[Dataset records]
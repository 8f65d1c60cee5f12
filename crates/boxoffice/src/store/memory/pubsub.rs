//! In-memory pub/sub implementation.
//!
//! Provides a thread-safe pub/sub mechanism for event updates using
//! a tokio broadcast channel.

use async_trait::async_trait;
use tokio::sync::broadcast;

use boxoffice_core::event::EventUpdate;
use boxoffice_core::store::{Result, UpdatePubSub};

/// Channel capacity for pub/sub messages.
const CHANNEL_CAPACITY: usize = 100;

/// In-memory pub/sub implementation.
///
/// Thread-safe pub/sub using a tokio broadcast channel. All updates flow
/// through a single channel, matching the single Redis channel the
/// application publishes on. Subscribers only observe updates published
/// after they subscribed.
#[derive(Debug, Clone)]
pub struct MemoryPubSub {
    sender: broadcast::Sender<EventUpdate>,
}

impl MemoryPubSub {
    /// Creates a new pub/sub instance with no subscribers.
    pub fn new() -> Self {
        let (sender, _) = broadcast::channel(CHANNEL_CAPACITY);
        Self { sender }
    }
}

impl Default for MemoryPubSub {
    fn default() -> Self {
        Self::new()
    }
}

#[async_trait]
impl UpdatePubSub for MemoryPubSub {
    async fn publish(&self, update: &EventUpdate) -> Result<()> {
        // Send the update. If there are no receivers, that's fine -
        // it just means no one is subscribed yet.
        // We clone the update since broadcast::send takes ownership.
        let _ = self.sender.send(update.clone());

        Ok(())
    }

    async fn subscribe(&self) -> Result<broadcast::Receiver<EventUpdate>> {
        Ok(self.sender.subscribe())
    }
}
//! In-memory store backend implementation.
//!
//! Provides a thread-safe cache with TTL support, a notification queue,
//! and an update pub/sub channel for single-process runs without a Redis
//! server.

#![allow(dead_code)]
#![allow(unused_imports)]

mod cache;
mod pubsub;
mod queue;

pub use cache::MemoryCache;
pub use pubsub::MemoryPubSub;
pub use queue::MemoryQueue;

Activity »
Search the data above for the string "MemoryPubSub" and copy each line that has it.

Answer to this task »
pub struct MemoryPubSub {
impl MemoryPubSub {
impl Default for MemoryPubSub {
impl UpdatePubSub for MemoryPubSub {
pub use pubsub::MemoryPubSub;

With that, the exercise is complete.